More deep regret. Other scientists interviewed considered various angles as to why the results might be so different – but all agreed the controversy needs to be resolved and soon. While one former Hellinga postdoc and Nature article coauthor stands by at least one of the proteins reported, the lead author – a former grad student and co-author on the retracted Science article – is not surprised that his findings have been called into question.
“I am not terribly surprised by [Höcker's] results,” Looger wrote to Nature, adding that he had begun to think “that the designed proteins did not work very well, due to several lines of data” collected in Hellinga’s and other labs.
… In retrospect, Looger says in his opinion that “more attention [should] have been drawn to the aggregation and instability of the proteins, and how that might give rise to artefacts.”
Indeed, Hockner became concerned about questions raised and their impact on her own work:
Höcker says that she had a “good relationship” with Hellinga, and had discussed crystallizing the designed proteins with Hellinga while she was still at Duke. “Since I never heard of the outcome [of the crystallization trials], and the program Dezymer, which I myself was using, was under question, it became more and more important for me to know what it was good at and what not,” she says.

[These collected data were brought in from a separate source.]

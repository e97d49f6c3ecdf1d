mod common;

use axum::body::Body;
use axum::http::{Request, StatusCode};
use axum::Router;
use common::{mixed_page, FakeMovies};
use moviedeck::app::{build_router, AppState};
use moviedeck::favourites::{FavouritesStore, FAVOURITES_KEY};
use moviedeck::repository::MoviesRepository;
use moviedeck::storage::MemoryStorage;
use serde_json::{json, Value};
use std::sync::Arc;
use tower::util::ServiceExt;

struct Harness {
    app: Router,
    movies: Arc<FakeMovies>,
    favourites: FavouritesStore,
    storage: Arc<MemoryStorage>,
}

async fn harness(movies: FakeMovies) -> Harness {
    let movies = Arc::new(movies);
    let storage = Arc::new(MemoryStorage::new());
    let favourites = FavouritesStore::load(storage.clone()).await;
    let state = AppState {
        repository: MoviesRepository::new(movies.clone()),
        favourites: favourites.clone(),
    };
    Harness {
        app: build_router(state),
        movies,
        favourites,
        storage,
    }
}

async fn send(app: &Router, method: &str, uri: &str) -> (StatusCode, Value) {
    let req = Request::builder()
        .method(method)
        .uri(uri)
        .body(Body::empty())
        .expect("failed to build request");
    let res = app.clone().oneshot(req).await.expect("router call");
    let status = res.status();
    let bytes = axum::body::to_bytes(res.into_body(), usize::MAX)
        .await
        .expect("read body");
    let body = serde_json::from_slice(&bytes).unwrap_or_else(|_| {
        Value::String(String::from_utf8_lossy(&bytes).into_owned())
    });
    (status, body)
}

#[tokio::test]
async fn health_reports_ok() {
    let h = harness(FakeMovies::default()).await;
    let (status, body) = send(&h.app, "GET", "/health").await;
    assert_eq!(status, StatusCode::OK);
    assert_eq!(body, Value::String("OK".to_string()));
}

#[tokio::test]
async fn collection_route_returns_normalized_json() {
    let h = harness(FakeMovies::with_page(mixed_page())).await;
    let (status, body) = send(&h.app, "GET", "/movies/popular?page=2").await;
    assert_eq!(status, StatusCode::OK);
    assert_eq!(h.movies.calls(), vec!["popular:2"]);
    let sparse = &body["results"][1];
    assert!(sparse["poster_path"].is_null());
    assert!(sparse["backdrop_path"].is_null());
    assert_eq!(sparse["overview"], "");
    assert_eq!(sparse["vote_count"], 0);
}

#[tokio::test]
async fn blank_search_route_skips_remote() {
    let h = harness(FakeMovies::with_page(mixed_page())).await;
    let (status, body) = send(&h.app, "GET", "/movies/search?query=%20%20").await;
    assert_eq!(status, StatusCode::OK);
    assert_eq!(
        body,
        json!({ "page": 1, "results": [], "total_pages": 0, "total_results": 0 })
    );
    assert!(h.movies.calls().is_empty());

    send(&h.app, "GET", "/movies/search?query=%20Heat%20&page=2").await;
    assert_eq!(h.movies.calls(), vec!["search:Heat:2"]);
}

#[tokio::test]
async fn invalid_movie_id_maps_to_bad_request() {
    let h = harness(FakeMovies::default()).await;
    for uri in ["/movies/0", "/movies/-5/cast", "/movies/0/videos", "/movies/-1/similar"] {
        let (status, body) = send(&h.app, "GET", uri).await;
        assert_eq!(status, StatusCode::BAD_REQUEST, "{uri}");
        assert_eq!(body["message"], "Invalid movie ID");
    }
    assert!(h.movies.calls().is_empty());
}

#[tokio::test]
async fn upstream_failure_maps_to_bad_gateway() {
    let h = harness(FakeMovies::failing("Rate limit exceeded")).await;
    let (status, body) = send(&h.app, "GET", "/movies/now_playing").await;
    assert_eq!(status, StatusCode::BAD_GATEWAY);
    assert_eq!(body["status"], "error");
    assert_eq!(
        body["message"],
        "Failed to fetch now playing movies: Rate limit exceeded"
    );
}

#[tokio::test]
async fn null_cast_route_returns_empty_array() {
    let h = harness(FakeMovies::default()).await;
    let (status, body) = send(&h.app, "GET", "/movies/603/cast").await;
    assert_eq!(status, StatusCode::OK);
    assert_eq!(body, json!([]));
}

#[tokio::test]
async fn favourites_routes_mutate_and_persist() {
    let h = harness(FakeMovies::default()).await;

    send(&h.app, "PUT", "/favourites/5").await;
    send(&h.app, "PUT", "/favourites/5").await;
    let (status, body) = send(&h.app, "PUT", "/favourites/9").await;
    assert_eq!(status, StatusCode::OK);
    assert_eq!(body, json!({ "favourites": [5, 9] }));

    let (_, body) = send(&h.app, "GET", "/favourites/5").await;
    assert_eq!(body, json!({ "id": 5, "favourite": true }));

    let (_, body) = send(&h.app, "DELETE", "/favourites/5").await;
    assert_eq!(body, json!({ "favourites": [9] }));
    let (_, body) = send(&h.app, "DELETE", "/favourites/123").await;
    assert_eq!(body, json!({ "favourites": [9] }));

    h.favourites.flush().await;
    assert_eq!(
        h.storage.snapshot(FAVOURITES_KEY).as_deref(),
        Some(r#"{"state":{"favourites":[9]},"version":0}"#)
    );

    let (_, body) = send(&h.app, "DELETE", "/favourites").await;
    assert_eq!(body, json!({ "favourites": [] }));
    let (_, body) = send(&h.app, "GET", "/favourites").await;
    assert_eq!(body, json!({ "favourites": [] }));
}

#[tokio::test]
async fn favouriting_invalid_id_is_rejected() {
    let h = harness(FakeMovies::default()).await;
    let (status, body) = send(&h.app, "PUT", "/favourites/0").await;
    assert_eq!(status, StatusCode::BAD_REQUEST);
    assert_eq!(body["message"], "Invalid movie ID");
    assert!(h.favourites.is_empty());
}

#[tokio::test]
async fn favourites_survive_a_restart() {
    let storage = Arc::new(MemoryStorage::new());
    let first = FavouritesStore::load(storage.clone()).await;
    first.add(1);
    first.add(2);
    first.flush().await;

    let second = FavouritesStore::load(storage).await;
    assert_eq!(second.favourites(), vec![1, 2]);
}

#[tokio::test]
async fn unparseable_movie_ids_get_json_errors() {
    let h = harness(FakeMovies::default()).await;
    let cases = [
        ("GET", "/movies/abc"),
        ("GET", "/movies/1.5/cast"),
        ("GET", "/movies/99999999999/similar"),
        ("PUT", "/favourites/99999999999"),
        ("DELETE", "/favourites/abc"),
        ("GET", "/favourites/abc"),
    ];
    for (method, uri) in cases {
        let (status, body) = send(&h.app, method, uri).await;
        assert_eq!(status, StatusCode::BAD_REQUEST, "{method} {uri}");
        assert_eq!(
            body,
            json!({ "status": "error", "message": "Invalid movie ID" }),
            "{method} {uri}"
        );
    }
    assert!(h.movies.calls().is_empty());
    assert!(h.favourites.is_empty());
}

Höcker says her results also have broader importance for the protein-design field. “I think that we need to focus again on binding in order to improve receptor design,” she says, “as well as enzyme design”.

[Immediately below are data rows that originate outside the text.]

impl Replica {
    pub fn new(identity: ReplicaIdentity) -> Self {
        Replica {
            identity,
            view: 0,
            sequence: 0,
            log: ReplicaLog::new(),
            instances: BTreeMap::new(),
        }
    }

    pub fn name(&self) -> &str {
        self.identity.name()
    }

    pub fn identity(&self) -> &ReplicaIdentity {
        &self.identity
    }

    pub fn view(&self) -> u64 {
        self.view
    }

    pub fn sequence(&self) -> u64 {
        self.sequence
    }

    pub fn log(&self) -> &ReplicaLog {
        &self.log
    }

    pub fn instance(&self, sequence: u64) -> Option<&Instance> {
        self.instances.get(&sequence)
    }

    pub fn stage(&self, sequence: u64) -> Stage {
        self.instances
            .get(&sequence)
            .map_or(Stage::AwaitingPrePrepare, |instance| instance.stage)
    }

    pub fn is_primary(&self, peers: &Peers) -> bool {
        peers.get_leader(self.view) == self.name()
    }

    /// Signs and logs a pre-prepare for `record` at `sequence` in the current
    /// view. The caller has already checked that this replica is primary.
    pub fn propose(&mut self, sequence: u64, record: &str) -> ConsensusMessage {
        let message = ConsensusMessage::signed(
            Phase::PrePrepare,
            sequence,
            self.view,
            record,
            &self.identity,
        );
        let primary = self.name().to_string();
        self.sequence = self.sequence.max(sequence);
        self.instances.insert(
            sequence,
            Instance {
                view: self.view,
                record: record.to_string(),
                primary,
                primary_signature: message.signature.clone(),
                stage: Stage::AwaitingPrepares,
            },
        );
        self.log.append(message.clone());
        info!(replica = self.name(), sequence, view = self.view, "Proposed pre-prepare");
        message
    }

    /// Handles a message delivered by the transport.
    pub fn handle(&mut self, message: &ConsensusMessage, peers: &Peers) -> Delivery {
        let verification = peers.verify_message(message);
        if !verification.is_valid() {
            warn!(
                replica = self.name(),
                sender = %message.sender,
                phase = message.phase.tag(),
                sequence = message.sequence,
                "Dropped message with invalid signature"
            );
            return Delivery::Dropped(DropReason::InvalidSignature);
        }

        match message.phase {
            Phase::PrePrepare => self.handle_pre_prepare(message, peers),
            Phase::Prepare | Phase::Commit => self.handle_vote(message),
        }
    }

    fn handle_pre_prepare(&mut self, message: &ConsensusMessage, peers: &Peers) -> Delivery {
        if message.sender != peers.get_leader(message.view) {
            warn!(replica = self.name(), sender = %message.sender, "Pre-prepare not from primary");
            return Delivery::Dropped(DropReason::NotFromPrimary);
        }
        if message.view != self.view {
            warn!(
                replica = self.name(),
                view = message.view,
                current_view = self.view,
                "Pre-prepare for another view"
            );
            return Delivery::Dropped(DropReason::StaleView);
        }
        if let Some(instance) = self.instances.get(&message.sequence) {
            if instance.view == message.view && instance.record == message.record {
                return Delivery::Duplicate;
            }
            warn!(replica = self.name(), sequence = message.sequence, "Conflicting pre-prepare");
            return Delivery::Dropped(DropReason::ConflictingProposal);
        }

        self.sequence = self.sequence.max(message.sequence);
        self.instances.insert(
            message.sequence,
            Instance {
                view: message.view,
                record: message.record.clone(),
                primary: message.sender.clone(),
                primary_signature: message.signature.clone(),
                stage: Stage::AwaitingPrepares,
            },
        );
        self.log.append(message.clone());
        debug!(replica = self.name(), sequence = message.sequence, "Accepted pre-prepare");
        Delivery::Accepted
    }

    fn handle_vote(&mut self, message: &ConsensusMessage) -> Delivery {
        if self.log.record_vote(message.clone()) {
            debug!(
                replica = self.name(),
                sender = %message.sender,
                phase = message.phase.tag(),
                sequence = message.sequence,
                "Recorded vote"
            );
            Delivery::Accepted
        } else {
            Delivery::Duplicate
        }
    }

    /// Emits this replica's prepare for an accepted pre-prepare. Returns
    /// `None` when there is nothing to prepare: no accepted pre-prepare for
    /// `(sequence, view)`, this replica proposed it, or it already prepared.
    pub fn prepare(&mut self, sequence: u64, view: u64) -> Option<ConsensusMessage> {
        let instance = self.instances.get(&sequence)?;
        if instance.view != view || instance.primary == self.name() {
            return None;
        }
        if self.log.has_voted(Phase::Prepare, sequence, self.name()) {
            return None;
        }

        let message =
            ConsensusMessage::signed(Phase::Prepare, sequence, view, &instance.record, &self.identity);
        self.log.record_vote(message.clone());
        debug!(replica = self.name(), sequence, view, "Emitted prepare");
        Some(message)
    }

    pub fn prepare_certificate(&self, sequence: u64) -> Option<QuorumCertificate> {
        let instance = self.instances.get(&sequence)?;
        Some(QuorumCertificate::collect(
            &self.log,
            Phase::Prepare,
            sequence,
            instance.view,
            &instance.record,
        ))
    }

    pub fn commit_certificate(&self, sequence: u64) -> Option<QuorumCertificate> {
        let instance = self.instances.get(&sequence)?;
        Some(QuorumCertificate::collect(
            &self.log,
            Phase::Commit,
            sequence,
            instance.view,
            &instance.record,
        ))
    }

    /// Emits this replica's commit once it holds `PREPARE_THRESHOLD` matching
    /// prepares for the instance.
    pub fn commit(&mut self, sequence: u64, view: u64, policy: &QuorumPolicy) -> Option<ConsensusMessage> {
        let prepares = self.prepare_certificate(sequence)?;
        let instance = self.instances.get_mut(&sequence)?;
        if instance.view != view || self.log.has_voted(Phase::Commit, sequence, self.identity.name()) {
            return None;
        }
        if !prepares.is_complete(policy.prepare_threshold()) {
            debug!(
                replica = self.identity.name(),
                sequence,
                prepares = prepares.len(),
                required = policy.prepare_threshold(),
                "Not prepared yet"
            );
            return None;
        }

        if instance.stage == Stage::AwaitingPrepares {
            instance.stage = instance.stage.next();
        }
        let message =
            ConsensusMessage::signed(Phase::Commit, sequence, view, &instance.record, &self.identity);
        self.log.record_vote(message.clone());
        debug!(replica = self.identity.name(), sequence, view, "Emitted commit");
        Some(message)
    }

    /// The commit certificate for `sequence` once the policy decides it is
    /// committed, while the instance has not been marked `Committed` yet.
    pub fn ready_to_commit(&self, sequence: u64, policy: &QuorumPolicy) -> Option<QuorumCertificate> {
        if self.stage(sequence) == Stage::Committed {
            return None;
        }
        let commits = self.commit_certificate(sequence)?;
        (policy.decide(commits.len()) == QuorumStatus::Committed).then_some(commits)
    }

    pub fn mark_committed(&mut self, sequence: u64) {
        let name = self.identity.name().to_string();
        if let Some(instance) = self.instances.get_mut(&sequence) {
            instance.stage = Stage::Committed;
            info!(replica = %name, sequence, view = instance.view, "Committed");
        }
    }

    /// Moves the local counter forward to `sequence`, never back.
    pub fn observe_sequence(&mut self, sequence: u64) {
        self.sequence = self.sequence.max(sequence);
    }

    /// Adopts `view`. Sequence numbers carry over: the local counter only
    /// moves forward, to `sequence_floor` at most.
    pub fn enter_view(&mut self, view: u64, sequence_floor: u64) {
        self.view = view;
        self.observe_sequence(sequence_floor);
    }
}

Nature alludes to findings from researchers at the University of Western Ontario (Telmer & Shilton), as does Perplexed Periplasmic in a comment in the prior Hellinga discussion on this blog.
Nature: Another group has analysed the structure of a different set of engineered proteins described by Hellinga in a 2001 PNAS paper6, and found that the proteins behaved differently than Hellinga predicted they would7. The designed proteins did bind their intended ligand, a zinc ion, but did not adopt the ‘closed’ state normally associated with binding.
Perplexed Periplasmic: There has been an attempt to reproduce this [Telmer & Shilton, cited by Nature above]. It is described in a poster published on the internet from a group at Imperial College. Unfortunately it’s not clear if this was ever published elsewhere in any peer-reviewed forum.
And what of the misconduct investigation at Duke?
Hellinga wrote to Nature in July 2008 indicating that Duke had, at his request, opened an enquiry into his own actions in connection with the events surrounding last year’s retractions8. [there was also a grad student petition requesting an investigation] Duke declined to answer questions about the status of the enquiry. [insiders suggest nothing is happening, though one would not expect publicized activity in such an investigation]
Other scientists said that the new developments should spur Duke to complete its analysis of both the previous retractions and the current developments. “I think it should be brought to a conclusion fairly quickly because the scientific community is perplexed by the contradictory results both from this and Richard’s analysis,” says Kirsch.
The Scientist offers their take on the whole matter as well.